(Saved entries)
⁂

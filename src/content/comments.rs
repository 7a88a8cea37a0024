use std::collections::HashMap;

use rusqlite::{params, params_from_iter, Connection, OptionalExtension};
use serde::Serialize;

use crate::content::chirps;
use crate::db::models::{snippet_columns, Comment, UserSnippet};
use crate::db::{new_id, now_timestamp};
use crate::error::{AppError, AppResult};
use crate::response::Page;

pub const MAX_COMMENT_LEN: usize = 500;

/// How many recent comments a feed item previews.
pub const PREVIEW_COMMENTS: usize = 3;

/// A comment with its author resolved for display.
#[derive(Debug, Clone, Serialize)]
#[serde(rename_all = "camelCase")]
pub struct CommentView {
    pub id: String,
    pub chirp_id: String,
    pub content: String,
    pub created_at: String,
    pub author: UserSnippet,
}

fn view_select() -> String {
    format!(
        "SELECT cm.id, cm.chirp_id, cm.content, cm.created_at, {}
         FROM comments cm JOIN users u ON u.id = cm.author_id",
        snippet_columns("u")
    )
}

fn view_from_row(row: &rusqlite::Row<'_>) -> rusqlite::Result<CommentView> {
    Ok(CommentView {
        id: row.get(0)?,
        chirp_id: row.get(1)?,
        content: row.get(2)?,
        created_at: row.get(3)?,
        author: UserSnippet::from_columns(row, 4)?,
    })
}

pub fn add(
    conn: &Connection,
    author_id: &str,
    chirp_id: &str,
    content: Option<&str>,
) -> AppResult<CommentView> {
    let content = content.map(str::trim).unwrap_or_default();
    if content.is_empty() {
        return Err(AppError::BadRequest("Comment content is required".into()));
    }
    if content.chars().count() > MAX_COMMENT_LEN {
        return Err(AppError::BadRequest(format!(
            "Comment cannot exceed {} characters",
            MAX_COMMENT_LEN
        )));
    }
    chirps::require(conn, chirp_id)?;

    let comment = Comment {
        id: new_id(),
        chirp_id: chirp_id.to_string(),
        author_id: author_id.to_string(),
        content: content.to_string(),
        created_at: now_timestamp(),
    };
    conn.execute(
        "INSERT INTO comments (id, chirp_id, author_id, content, created_at)
         VALUES (?1, ?2, ?3, ?4, ?5)",
        params![
            comment.id,
            comment.chirp_id,
            comment.author_id,
            comment.content,
            comment.created_at
        ],
    )?;

    find_view(conn, &comment.id)?
        .ok_or_else(|| AppError::Internal("comment vanished after insert".into()))
}

pub fn find_view(conn: &Connection, comment_id: &str) -> AppResult<Option<CommentView>> {
    let sql = format!("{} WHERE cm.id = ?1", view_select());
    Ok(conn
        .query_row(&sql, params![comment_id], view_from_row)
        .optional()?)
}

/// Delete a comment the requester wrote. Someone else's comment and a
/// missing comment are indistinguishable to the caller.
pub fn delete(conn: &Connection, requester_id: &str, comment_id: &str) -> AppResult<()> {
    let removed = conn.execute(
        "DELETE FROM comments WHERE id = ?1 AND author_id = ?2",
        params![comment_id, requester_id],
    )?;
    if removed == 0 {
        return Err(AppError::NotFound("Comment not found".into()));
    }
    Ok(())
}

pub fn count_for(conn: &Connection, chirp_id: &str) -> AppResult<i64> {
    Ok(conn.query_row(
        "SELECT COUNT(*) FROM comments WHERE chirp_id = ?1",
        params![chirp_id],
        |r| r.get(0),
    )?)
}

/// A chirp's comments, oldest first, with the total for pagination.
pub fn list(conn: &Connection, chirp_id: &str, page: Page) -> AppResult<(Vec<CommentView>, i64)> {
    chirps::require(conn, chirp_id)?;

    let sql = format!(
        "{} WHERE cm.chirp_id = ?1
         ORDER BY cm.created_at ASC, cm.rowid ASC
         LIMIT ?2 OFFSET ?3",
        view_select()
    );
    let mut stmt = conn.prepare(&sql)?;
    let comments = stmt
        .query_map(params![chirp_id, page.limit, page.offset()], view_from_row)?
        .collect::<Result<Vec<_>, _>>()?;

    Ok((comments, count_for(conn, chirp_id)?))
}

/// Up to `per_chirp` newest comments for each chirp, newest first.
pub fn latest_for(
    conn: &Connection,
    chirp_ids: &[String],
    per_chirp: usize,
) -> AppResult<HashMap<String, Vec<CommentView>>> {
    let mut out: HashMap<String, Vec<CommentView>> = HashMap::new();
    if chirp_ids.is_empty() || per_chirp == 0 {
        return Ok(out);
    }

    let placeholders = vec!["?"; chirp_ids.len()].join(", ");
    let sql = format!(
        "SELECT id, chirp_id, content, created_at,
                full_name, username, avatar_name, avatar_type, avatar_url, avatar_storage_id
         FROM (
             SELECT cm.id, cm.chirp_id, cm.content, cm.created_at, {cols},
                    ROW_NUMBER() OVER (
                        PARTITION BY cm.chirp_id ORDER BY cm.created_at DESC, cm.rowid DESC
                    ) AS seq
             FROM comments cm JOIN users u ON u.id = cm.author_id
             WHERE cm.chirp_id IN ({placeholders})
         )
         WHERE seq <= {limit}
         ORDER BY chirp_id, seq",
        cols = snippet_columns("u"),
        placeholders = placeholders,
        limit = per_chirp,
    );

    let mut stmt = conn.prepare(&sql)?;
    let rows = stmt.query_map(params_from_iter(chirp_ids.iter()), view_from_row)?;
    for row in rows {
        let comment = row?;
        out.entry(comment.chirp_id.clone()).or_default().push(comment);
    }
    Ok(out)
}

#[cfg(test)]
mod tests {
    use super::*;
    use crate::accounts::testing::seed_user;
    use crate::content::chirps::testing::seed_chirp;
    use crate::db::test_connection;

    #[test]
    fn blank_comment_is_rejected() {
        let conn = test_connection();
        let a = seed_user(&conn, "a");
        let chirp = seed_chirp(&conn, &a.id, "hi");
        for blank in [None, Some(""), Some("  \n ")] {
            let err = add(&conn, &a.id, &chirp.id, blank).unwrap_err();
            assert_eq!(err.to_string(), "Comment content is required");
        }
    }

    #[test]
    fn comment_on_missing_chirp_is_404() {
        let conn = test_connection();
        let a = seed_user(&conn, "a");
        let err = add(&conn, &a.id, "ghost", Some("hello")).unwrap_err();
        assert!(matches!(err, AppError::NotFound(_)));
    }

    #[test]
    fn add_returns_author_snippet() {
        let conn = test_connection();
        let a = seed_user(&conn, "a");
        let b = seed_user(&conn, "b");
        let chirp = seed_chirp(&conn, &a.id, "hi");
        let view = add(&conn, &b.id, &chirp.id, Some("  nice  ")).unwrap();
        assert_eq!(view.content, "nice");
        assert_eq!(view.author.username, "b");
        assert_eq!(view.author.full_name, "B");
    }

    #[test]
    fn only_author_can_delete() {
        let conn = test_connection();
        let a = seed_user(&conn, "a");
        let b = seed_user(&conn, "b");
        let chirp = seed_chirp(&conn, &a.id, "hi");
        let view = add(&conn, &b.id, &chirp.id, Some("mine")).unwrap();

        // Even the chirp's author cannot remove someone else's comment
        let err = delete(&conn, &a.id, &view.id).unwrap_err();
        assert_eq!(err.to_string(), "Comment not found");

        delete(&conn, &b.id, &view.id).unwrap();
        assert_eq!(count_for(&conn, &chirp.id).unwrap(), 0);
        assert!(delete(&conn, &b.id, &view.id).is_err());
    }

    #[test]
    fn list_is_oldest_first_and_paginated() {
        let conn = test_connection();
        let a = seed_user(&conn, "a");
        let chirp = seed_chirp(&conn, &a.id, "hi");
        for i in 0..5 {
            add(&conn, &a.id, &chirp.id, Some(&format!("c{i}"))).unwrap();
        }

        let (first, total) = list(&conn, &chirp.id, Page::new(1, 2)).unwrap();
        assert_eq!(total, 5);
        assert_eq!(first.iter().map(|c| c.content.as_str()).collect::<Vec<_>>(), ["c0", "c1"]);

        let (last, _) = list(&conn, &chirp.id, Page::new(3, 2)).unwrap();
        assert_eq!(last.len(), 1);
        assert_eq!(last[0].content, "c4");
    }

    #[test]
    fn latest_previews_are_capped_per_chirp() {
        let conn = test_connection();
        let a = seed_user(&conn, "a");
        let busy = seed_chirp(&conn, &a.id, "busy");
        let quiet = seed_chirp(&conn, &a.id, "quiet");
        let silent = seed_chirp(&conn, &a.id, "silent");
        for i in 0..5 {
            add(&conn, &a.id, &busy.id, Some(&format!("b{i}"))).unwrap();
        }
        add(&conn, &a.id, &quiet.id, Some("q0")).unwrap();

        let ids = vec![busy.id.clone(), quiet.id.clone(), silent.id.clone()];
        let latest = latest_for(&conn, &ids, PREVIEW_COMMENTS).unwrap();

        let busy_preview: Vec<_> = latest[&busy.id].iter().map(|c| c.content.as_str()).collect();
        assert_eq!(busy_preview, ["b4", "b3", "b2"]);
        assert_eq!(latest[&quiet.id].len(), 1);
        assert!(!latest.contains_key(&silent.id));
    }
}
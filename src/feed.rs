//! Read model for chirp timelines.
//!
//! A page of chirps is chosen first, then enriched: author and original
//! snippets come from joins, counts from correlated subqueries, media and
//! comment previews from one batched query each. Every enrichment is
//! bounded by the page size, not by the size of the table.

use rusqlite::{params, Connection};
use serde::Serialize;

use crate::content::comments::{self, CommentView, PREVIEW_COMMENTS};
use crate::content::media_for;
use crate::db::models::{snippet_columns, StoredMedia, UserSnippet};
use crate::error::AppResult;
use crate::response::{Page, Pagination};

#[derive(Debug, Clone, Copy, PartialEq, Eq)]
pub enum Scope<'a> {
    Global,
    /// Chirps and rechirps authored by one user.
    Author(&'a str),
}

impl<'a> Scope<'a> {
    fn author(&self) -> Option<&'a str> {
        match self {
            Scope::Global => None,
            Scope::Author(id) => Some(*id),
        }
    }
}

/// The chirp a rechirp points at.
#[derive(Debug, Clone, Serialize)]
#[serde(rename_all = "camelCase")]
pub struct OriginalChirp {
    pub id: String,
    pub content: String,
    pub media: Vec<StoredMedia>,
    pub created_at: String,
    pub author: UserSnippet,
}

#[derive(Debug, Clone, Serialize)]
#[serde(rename_all = "camelCase")]
pub struct FeedItem {
    pub id: String,
    pub content: String,
    pub media: Vec<StoredMedia>,
    pub is_rechirp: bool,
    pub created_at: String,
    pub author: UserSnippet,
    pub original: Option<OriginalChirp>,
    pub comments_count: i64,
    pub likes_count: i64,
    pub liked_by_me: bool,
    pub latest_comments: Vec<CommentView>,
}

#[derive(Debug, Clone, Serialize)]
#[serde(rename_all = "camelCase")]
pub struct FeedPage {
    pub chirps: Vec<FeedItem>,
    pub pagination: Pagination,
}

pub fn total(conn: &Connection, scope: Scope<'_>) -> AppResult<i64> {
    Ok(conn.query_row(
        "SELECT COUNT(*) FROM chirps WHERE ?1 IS NULL OR author_id = ?1",
        params![scope.author()],
        |r| r.get(0),
    )?)
}

/// One page of chirps, newest first, as seen by `viewer_id`.
pub fn load(conn: &Connection, viewer_id: &str, scope: Scope<'_>, page: Page) -> AppResult<FeedPage> {
    let sql = format!(
        "SELECT c.id, c.content, c.is_rechirp, c.created_at, {author},
                o.id, o.content, o.created_at, {original_author},
                (SELECT COUNT(*) FROM comments cm WHERE cm.chirp_id = c.id),
                (SELECT COUNT(*) FROM likes l WHERE l.chirp_id = c.id),
                EXISTS(SELECT 1 FROM likes l WHERE l.chirp_id = c.id AND l.user_id = ?1)
         FROM (
             SELECT rowid AS seq, id, author_id, content, original_id, is_rechirp, created_at
             FROM chirps
             WHERE ?2 IS NULL OR author_id = ?2
             ORDER BY created_at DESC, rowid DESC
             LIMIT ?3 OFFSET ?4
         ) c
         JOIN users a ON a.id = c.author_id
         LEFT JOIN chirps o ON o.id = c.original_id
         LEFT JOIN users ou ON ou.id = o.author_id
         ORDER BY c.created_at DESC, c.seq DESC",
        author = snippet_columns("a"),
        original_author = snippet_columns("ou"),
    );

    let mut stmt = conn.prepare(&sql)?;
    let mut items = stmt
        .query_map(
            params![viewer_id, scope.author(), page.limit, page.offset()],
            |row| {
                let original_id: Option<String> = row.get(10)?;
                // An original whose author row is gone is treated as missing.
                let original_author: Option<String> = row.get(14)?;
                let original = match (original_id, original_author) {
                    (Some(id), Some(_)) => Some(OriginalChirp {
                        id,
                        content: row.get(11)?,
                        media: Vec::new(),
                        created_at: row.get(12)?,
                        author: UserSnippet::from_columns(row, 13)?,
                    }),
                    _ => None,
                };

                Ok(FeedItem {
                    id: row.get(0)?,
                    content: row.get(1)?,
                    media: Vec::new(),
                    is_rechirp: row.get(2)?,
                    created_at: row.get(3)?,
                    author: UserSnippet::from_columns(row, 4)?,
                    original,
                    comments_count: row.get(19)?,
                    likes_count: row.get(20)?,
                    liked_by_me: row.get(21)?,
                    latest_comments: Vec::new(),
                })
            },
        )?
        .collect::<Result<Vec<_>, _>>()?;

    let page_ids: Vec<String> = items.iter().map(|i| i.id.clone()).collect();
    let mut media_ids = page_ids.clone();
    media_ids.extend(items.iter().filter_map(|i| i.original.as_ref().map(|o| o.id.clone())));

    let mut media = media_for(conn, &media_ids)?;
    let mut previews = comments::latest_for(conn, &page_ids, PREVIEW_COMMENTS)?;

    for item in &mut items {
        if let Some(original) = item.original.as_mut() {
            original.media = media.get(&original.id).cloned().unwrap_or_default();
        }
        item.media = media.remove(&item.id).unwrap_or_default();
        item.latest_comments = previews.remove(&item.id).unwrap_or_default();
    }

    Ok(FeedPage {
        chirps: items,
        pagination: page.meta(total(conn, scope)?),
    })
}
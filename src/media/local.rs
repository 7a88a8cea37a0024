use std::path::PathBuf;

use anyhow::Context;
use async_trait::async_trait;

use super::{MediaStore, StagedFile};

/// Stores media on the local filesystem; the router serves `root` at `/media`.
pub struct LocalMediaStore {
    root: PathBuf,
    public_base_url: String,
}

impl LocalMediaStore {
    pub fn new(root: PathBuf, public_base_url: String) -> Self {
        Self {
            root,
            public_base_url: public_base_url.trim_end_matches('/').to_string(),
        }
    }

    fn path_for(&self, key: &str) -> anyhow::Result<PathBuf> {
        if key.split('/').any(|seg| seg.is_empty() || seg == "..") {
            anyhow::bail!("invalid storage key: {}", key);
        }
        Ok(self.root.join(key))
    }
}

#[async_trait]
impl MediaStore for LocalMediaStore {
    async fn put(&self, file: &StagedFile, key: &str) -> anyhow::Result<String> {
        let dest = self.path_for(key)?;
        if let Some(parent) = dest.parent() {
            tokio::fs::create_dir_all(parent)
                .await
                .with_context(|| format!("creating {}", parent.display()))?;
        }
        tokio::fs::copy(&file.path, &dest)
            .await
            .with_context(|| format!("copying upload to {}", dest.display()))?;
        Ok(format!("{}/{}", self.public_base_url, key))
    }

    async fn delete(&self, key: &str) -> anyhow::Result<()> {
        let path = self.path_for(key)?;
        match tokio::fs::remove_file(&path).await {
            Ok(()) => Ok(()),
            Err(e) if e.kind() == std::io::ErrorKind::NotFound => Ok(()),
            Err(e) => Err(e).with_context(|| format!("removing {}", path.display())),
        }
    }
}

⁂

→ **Exercise goal**: Show every line of the data that includes the string "usize".

→ **Finished exercise**:
pub const MAX_COMMENT_LEN: usize = 500;
pub const PREVIEW_COMMENTS: usize = 3;
    per_chirp: usize,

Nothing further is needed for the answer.